Spain had dominated possession, unleashed 27 shots, and even brought on young superstar Lamine Yamal in the second half. None of it was enough. Vozinha stopped them all. He made seven crucial saves, each one met with roars from thousands of Cape Verdean supporters in the stands, who treated every stop like a goal.
He was named player of the match. Within hours, his Instagram following had leapt from 50,000 to more than 2.4 million as the footballing world stopped to take notice. Only Northern Ireland’s Pat Jennings, who made 10 saves at the age of 41, has produced a comparable goalkeeping performance at a World Cup.
Who is Vozinha?
What made the night all the more extraordinary was the journey that had brought him to it. Vozinha did not turn professional until he was 25, making his debut for Angolan club Progresso in 2012 — an age when most international players are already established stars.

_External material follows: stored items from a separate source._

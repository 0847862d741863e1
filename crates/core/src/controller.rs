//! Lifecycle of a visit to the settings screen
//!
//! Entering the screen opens a staged batch on the store. Leaving it either
//! applies or reverts that batch, never both and never neither. "Reset to
//! defaults" is a two step transition: the batch is reverted at once, then a
//! deferred task resets every key and opens a fresh batch. The deferred task
//! is cancelled when the screen is left, and a task that fires anyway for an
//! older visit does nothing.

use log::{debug, error, info, warn};
use std::cell::{Cell, RefCell};
use std::rc::{Rc, Weak};
use std::time::Duration;

use crate::constants::RESET_SETTLE_DELAY;
use crate::store::{HandlerId, Settings};

/// The surrounding application window, as seen by the settings screen
pub trait ScreenShell {
    /// Put the Apply and Reset to defaults actions into the header
    fn show_actions(&self);

    /// Take the actions out of the header again
    fn hide_actions(&self);

    fn set_actions_sensitive(&self, sensitive: bool);

    /// Navigate back to the screen shown before the settings screen
    fn switch_to_previous(&self);
}

/// Handle of a task scheduled on a [`DeferredRunner`]
#[derive(Debug, Clone, Copy, PartialEq, Eq, Hash)]
pub struct TaskHandle(pub u64);

/// Runs tasks later on the same thread
pub trait DeferredRunner {
    fn run_after(&self, delay: Duration, task: Box<dyn FnOnce()>) -> TaskHandle;

    /// Cancel a task; cancelling a task that already ran does nothing
    fn cancel(&self, handle: TaskHandle);
}

#[derive(Debug, Clone, Copy, PartialEq, Eq)]
pub enum ScreenState {
    /// Not visited, no staged batch
    Idle,
    /// Staged batch open, nothing to apply
    Editing,
    /// Staged batch open with unapplied changes
    Dirty,
}

pub struct SettingsController {
    settings: Settings,
    shell: Rc<dyn ScreenShell>,
    runner: Rc<dyn DeferredRunner>,
    state: Cell<ScreenState>,
    commit_on_exit: Cell<bool>,
    /// Incremented on every enter and leave, stale resets compare against it
    visit: Cell<u64>,
    handlers: RefCell<Vec<HandlerId>>,
    pending_reset: Cell<Option<TaskHandle>>,
    weak_self: Weak<SettingsController>,
}

impl SettingsController {
    pub fn new(
        settings: Settings,
        shell: Rc<dyn ScreenShell>,
        runner: Rc<dyn DeferredRunner>,
    ) -> Rc<Self> {
        Rc::new_cyclic(|weak_self| Self {
            settings,
            shell,
            runner,
            state: Cell::new(ScreenState::Idle),
            commit_on_exit: Cell::new(false),
            visit: Cell::new(0),
            handlers: RefCell::new(Vec::new()),
            pending_reset: Cell::new(None),
            weak_self: weak_self.clone(),
        })
    }

    pub fn state(&self) -> ScreenState {
        self.state.get()
    }

    pub fn commit_on_exit(&self) -> bool {
        self.commit_on_exit.get()
    }

    pub fn has_pending_reset(&self) -> bool {
        self.pending_reset.get().is_some()
    }

    /// The screen became visible
    pub fn enter(&self) {
        if self.state.get() != ScreenState::Idle {
            warn!("Settings screen entered twice without leaving");
            return;
        }

        self.visit.set(self.visit.get() + 1);
        self.commit_on_exit.set(false);
        self.settings.delay();
        self.state.set(ScreenState::Editing);
        self.refresh_actions();

        let weak = self.weak_self.clone();
        let changed = self.settings.connect_changed(None, move |_, _| {
            if let Some(controller) = weak.upgrade() {
                controller.refresh_actions();
            }
        });
        let weak = self.weak_self.clone();
        let unapplied = self.settings.connect_has_unapplied_notify(move |_| {
            if let Some(controller) = weak.upgrade() {
                controller.refresh_actions();
            }
        });
        self.handlers.borrow_mut().extend([changed, unapplied]);

        self.shell.show_actions();
        debug!("Entered settings screen (visit {})", self.visit.get());
    }

    /// The screen is being replaced by another one
    pub fn leave(&self) {
        if self.state.get() == ScreenState::Idle {
            return;
        }

        self.shell.hide_actions();
        for id in self.handlers.borrow_mut().drain(..) {
            self.settings.disconnect(id);
        }
        if let Some(handle) = self.pending_reset.take() {
            self.runner.cancel(handle);
        }

        if self.commit_on_exit.get() {
            info!("Applying settings");
            if let Err(e) = self.settings.apply() {
                error!("Failed to apply settings: {}", e);
            }
        } else {
            debug!("Reverting unapplied settings");
            self.settings.revert();
        }

        self.commit_on_exit.set(false);
        self.state.set(ScreenState::Idle);
        self.visit.set(self.visit.get() + 1);
    }

    /// Keep the staged changes and go back
    pub fn apply(&self) {
        if self.state.get() == ScreenState::Idle {
            return;
        }
        self.commit_on_exit.set(true);
        self.shell.switch_to_previous();
    }

    /// Drop staged changes, then reset every key once the revert settled
    pub fn reset_to_defaults(&self) {
        if self.state.get() == ScreenState::Idle {
            return;
        }

        // Edits made before the deferred step runs stay staged
        self.settings.revert();
        self.settings.delay();
        self.commit_on_exit.set(false);
        self.refresh_actions();

        if let Some(handle) = self.pending_reset.take() {
            self.runner.cancel(handle);
        }

        let weak = self.weak_self.clone();
        let visit = self.visit.get();
        let handle = self.runner.run_after(
            RESET_SETTLE_DELAY,
            Box::new(move || {
                if let Some(controller) = weak.upgrade() {
                    controller.finish_reset(visit);
                }
            }),
        );
        self.pending_reset.set(Some(handle));
    }

    fn finish_reset(&self, visit: u64) {
        if self.state.get() == ScreenState::Idle || self.visit.get() != visit {
            debug!("Ignoring reset to defaults from an earlier visit");
            return;
        }
        self.pending_reset.set(None);

        info!("Resetting all settings to their defaults");
        self.settings.revert();
        if let Err(e) = self.settings.reset_all() {
            error!("Failed to reset settings: {}", e);
        }
        self.settings.delay();
        self.refresh_actions();
    }

    fn refresh_actions(&self) {
        if self.state.get() == ScreenState::Idle {
            return;
        }
        let dirty = self.settings.has_unapplied();
        self.state.set(if dirty {
            ScreenState::Dirty
        } else {
            ScreenState::Editing
        });
        self.shell.set_actions_sensitive(dirty);
    }
}
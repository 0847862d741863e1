//! Editor widgets for settings keys
//!
//! `factory_for` maps an editor kind to the function building its widget.
//! Each constructor reads the key from the store, wires user edits back into
//! it and follows later changes of the key.

use gtk4::prelude::*;
use gtk4::{Align, Label, SpinButton, Switch};
use log::warn;
use shredder_core::{
    ChoiceBinding, EditorKind, KeyRange, NumericDisplay, NumericSpec, Settings, SizeRangeBinding,
};

use super::binding::{bind_spin, bind_switch};
use super::choice_button::MultipleChoiceButton;
use super::size_range::SizeRangeWidget;

/// Builds the editor for `(settings, key, summary, description)`
pub type WidgetFactory = fn(&Settings, &str, &str, Option<&str>) -> gtk4::Widget;

pub fn factory_for(kind: EditorKind) -> WidgetFactory {
    match kind {
        EditorKind::Toggle => boolean_widget,
        EditorKind::Numeric {
            floating_point: false,
        } => integer_widget,
        EditorKind::Numeric {
            floating_point: true,
        } => double_widget,
        EditorKind::Choice => choice_widget,
        EditorKind::SizeRange => range_widget,
    }
}

pub fn boolean_widget(
    settings: &Settings,
    key: &str,
    _summary: &str,
    _description: Option<&str>,
) -> gtk4::Widget {
    let switch = Switch::new();
    switch.set_valign(Align::Center);
    bind_switch(settings, key, &switch);
    switch.upcast()
}

pub fn integer_widget(
    settings: &Settings,
    key: &str,
    summary: &str,
    description: Option<&str>,
) -> gtk4::Widget {
    numeric_widget(settings, key, summary, description, false, false, false)
}

/// Doubles limited to `0..=1` are fractions and shown as percentages
pub fn double_widget(
    settings: &Settings,
    key: &str,
    summary: &str,
    description: Option<&str>,
) -> gtk4::Widget {
    let is_fraction = settings.key_schema(key).is_ok_and(|schema| {
        matches!(schema.range, KeyRange::Range { min, max } if min >= 0.0 && max <= 1.0)
    });
    numeric_widget(settings, key, summary, description, true, is_fraction, false)
}

/// Spin button bound to a numeric key
pub fn numeric_widget(
    settings: &Settings,
    key: &str,
    _summary: &str,
    _description: Option<&str>,
    floating_point: bool,
    draw_percent: bool,
    draw_size: bool,
) -> gtk4::Widget {
    let display = NumericDisplay::from_flags(draw_percent, draw_size);
    let spec = match settings.key_schema(key) {
        Ok(schema) => NumericSpec::for_key(schema, floating_point, display),
        Err(e) => {
            warn!("Cannot build numeric editor: {}", e);
            return SpinButton::with_range(0.0, 1.0, 1.0).upcast();
        }
    };

    // Percent values step by one percent
    let step = if display == NumericDisplay::Percent {
        0.01
    } else {
        spec.step
    };

    let spin = SpinButton::with_range(spec.min, spec.max, step);
    spin.set_digits(spec.digits);
    spin.set_numeric(display == NumericDisplay::Raw);
    spin.set_valign(Align::Center);
    bind_spin(settings, key, &spin, spec);
    spin.upcast()
}

pub fn choice_widget(
    settings: &Settings,
    key: &str,
    summary: &str,
    _description: Option<&str>,
) -> gtk4::Widget {
    let binding = match ChoiceBinding::new(settings, key) {
        Ok(binding) => binding,
        Err(e) => {
            warn!("Cannot build choice editor: {}", e);
            return unavailable_widget();
        }
    };

    let button = MultipleChoiceButton::new(binding, summary);
    button.widget().set_valign(Align::Center);
    button.widget().clone().upcast()
}

/// Size range editor for `(ii)` and `(tt)` keys
pub fn range_widget(
    settings: &Settings,
    key: &str,
    _summary: &str,
    _description: Option<&str>,
) -> gtk4::Widget {
    let binding = match SizeRangeBinding::new(settings, key) {
        Ok(binding) => binding,
        Err(e) => {
            warn!("Cannot build size range editor: {}", e);
            return unavailable_widget();
        }
    };

    let (min, max) = binding.range();
    let range = SizeRangeWidget::new(min, max);
    range.widget().set_valign(Align::Center);

    // The widget owns the binding; the binding only sees the widget weakly
    let weak_range = range.downgrade();
    binding.connect_synced(move |min, max| {
        if let Some(range) = weak_range.upgrade() {
            range.set_range(min, max);
        }
    });
    range.set_on_change(move |min, max| binding.write(min, max));

    range.widget().clone().upcast()
}

/// Placeholder for a key whose editor could not be built
fn unavailable_widget() -> gtk4::Widget {
    let label = Label::new(Some("Unavailable"));
    label.add_css_class("dim-label");
    label.set_sensitive(false);
    label.upcast()
}
//! Numeric editor parameters: bounds, stepping and display transform

use shredder_types::{KeyRange, KeySchema, SettingValue};

use crate::constants::{DEFAULT_NUMERIC_MAX, FLOAT_STEP, INTEGER_STEP};

/// How a numeric value is rendered in its spin button
#[derive(Debug, Clone, Copy, PartialEq, Eq, Default)]
pub enum NumericDisplay {
    /// The value itself
    #[default]
    Raw,
    /// The value times 100, with a percent sign
    Percent,
    /// The value as a whole number
    Size,
}

impl NumericDisplay {
    /// Pick the transform from the `draw_percent` / `draw_size` flags
    ///
    /// Size wins when both are set.
    pub fn from_flags(draw_percent: bool, draw_size: bool) -> Self {
        if draw_size {
            NumericDisplay::Size
        } else if draw_percent {
            NumericDisplay::Percent
        } else {
            NumericDisplay::Raw
        }
    }
}

#[derive(Debug, Clone, Copy, PartialEq)]
pub struct NumericSpec {
    pub min: f64,
    pub max: f64,
    pub step: f64,
    /// Digits after the decimal point
    pub digits: u32,
    pub floating_point: bool,
    pub display: NumericDisplay,
}

impl NumericSpec {
    /// Bounds from the key's declared range, or `0..=DEFAULT_NUMERIC_MAX`
    pub fn for_key(key: &KeySchema, floating_point: bool, display: NumericDisplay) -> Self {
        let (min, max) = match key.range {
            KeyRange::Range { min, max } => (min, max),
            _ => (0.0, DEFAULT_NUMERIC_MAX),
        };
        let (min, max) = if floating_point {
            (min.min(max), max.max(min))
        } else {
            // `i` keys hold 32 bit integers
            let lo = min.min(max).ceil().max(i32::MIN as f64);
            let hi = max.max(min).floor().min(i32::MAX as f64);
            (lo, hi.max(lo))
        };

        Self {
            min,
            max,
            step: if floating_point { FLOAT_STEP } else { INTEGER_STEP },
            digits: if floating_point { 1 } else { 0 },
            floating_point,
            display,
        }
    }

    /// Clamp into bounds, rounding to a whole number for integer keys
    pub fn clamp(&self, value: f64) -> f64 {
        let value = if value.is_nan() { self.min } else { value };
        let value = value.clamp(self.min, self.max);
        if self.floating_point {
            value
        } else {
            value.round()
        }
    }

    /// The store value for a spin button value
    pub fn to_setting_value(&self, value: f64) -> SettingValue {
        let value = self.clamp(value);
        if self.floating_point {
            SettingValue::Double(value)
        } else {
            SettingValue::Int(value as i64)
        }
    }

    /// Text shown in the spin button
    pub fn format(&self, value: f64) -> String {
        match self.display {
            NumericDisplay::Raw => format!("{:.*}", self.digits as usize, value),
            NumericDisplay::Percent => format!("{:.0}%", value * 100.0),
            NumericDisplay::Size => format!("{:.0}", value),
        }
    }

    /// Parse text typed into the spin button back into a value
    pub fn parse(&self, text: &str) -> Option<f64> {
        let text = text.trim();
        match self.display {
            NumericDisplay::Percent => {
                let number = text.strip_suffix('%').unwrap_or(text).trim();
                number.parse::<f64>().ok().map(|v| v / 100.0)
            }
            NumericDisplay::Raw | NumericDisplay::Size => text.parse::<f64>().ok(),
        }
        .filter(|v| v.is_finite())
    }
}

#[cfg(test)]
mod tests {
    use super::*;
    use crate::store::tests::test_schema;

    #[test]
    fn test_range_from_schema() {
        let schema = test_schema();
        let spec = NumericSpec::for_key(
            schema.key("traverse-max-depth").unwrap(),
            false,
            NumericDisplay::Raw,
        );
        assert_eq!((spec.min, spec.max, spec.step, spec.digits), (0.0, 100.0, 1.0, 0));

        let spec = NumericSpec::for_key(
            schema.key("general-ratio").unwrap(),
            true,
            NumericDisplay::Percent,
        );
        assert_eq!((spec.min, spec.max, spec.step, spec.digits), (0.0, 1.0, 0.1, 1));
    }

    #[test]
    fn test_unranged_key_uses_wide_default() {
        let schema = test_schema();
        // The algorithm key has an enum range, which is not a numeric range
        let spec = NumericSpec::for_key(
            schema.key("computation-algorithm").unwrap(),
            false,
            NumericDisplay::Raw,
        );
        assert_eq!(spec.min, 0.0);
        assert_eq!(spec.max, i32::MAX as f64);

        let spec = NumericSpec::for_key(
            schema.key("computation-algorithm").unwrap(),
            true,
            NumericDisplay::Raw,
        );
        assert_eq!(spec.max, DEFAULT_NUMERIC_MAX);
    }

    #[test]
    fn test_values_never_leave_range() {
        let schema = test_schema();
        let key = schema.key("traverse-max-depth").unwrap();
        let spec = NumericSpec::for_key(key, false, NumericDisplay::Raw);

        for input in [-5.0, 0.4, 42.6, 100.0, 1e12, f64::NAN, f64::INFINITY] {
            let value = spec.to_setting_value(input);
            assert!(key.accepts(&value), "{} produced {:?}", input, value);
        }
        assert_eq!(spec.to_setting_value(42.6), SettingValue::Int(43));
    }

    #[test]
    fn test_display_transforms() {
        assert_eq!(NumericDisplay::from_flags(false, false), NumericDisplay::Raw);
        assert_eq!(NumericDisplay::from_flags(true, false), NumericDisplay::Percent);
        assert_eq!(NumericDisplay::from_flags(true, true), NumericDisplay::Size);

        let schema = test_schema();
        let key = schema.key("general-ratio").unwrap();
        let percent = NumericSpec::for_key(key, true, NumericDisplay::Percent);
        assert_eq!(percent.format(0.25), "25%");
        assert_eq!(percent.parse("25%"), Some(0.25));
        assert_eq!(percent.parse(" 50 "), Some(0.5));
        assert_eq!(percent.parse("abc"), None);

        let raw = NumericSpec::for_key(key, true, NumericDisplay::Raw);
        assert_eq!(raw.format(0.3), "0.3");
        let size = NumericSpec::for_key(key, true, NumericDisplay::Size);
        assert_eq!(size.format(1024.4), "1024");
    }
}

Growing up in Mindelo, Cape Verde, he was among the best keepers on the island but was repeatedly overlooked due to his height. Like many Cape Verdean talents before him, he eventually left for Portugal in search of opportunity, and his career took him through Angola, Moldova, Cyprus, Slovakia, and back to Portugal, where he currently plays for second-division side Chaves.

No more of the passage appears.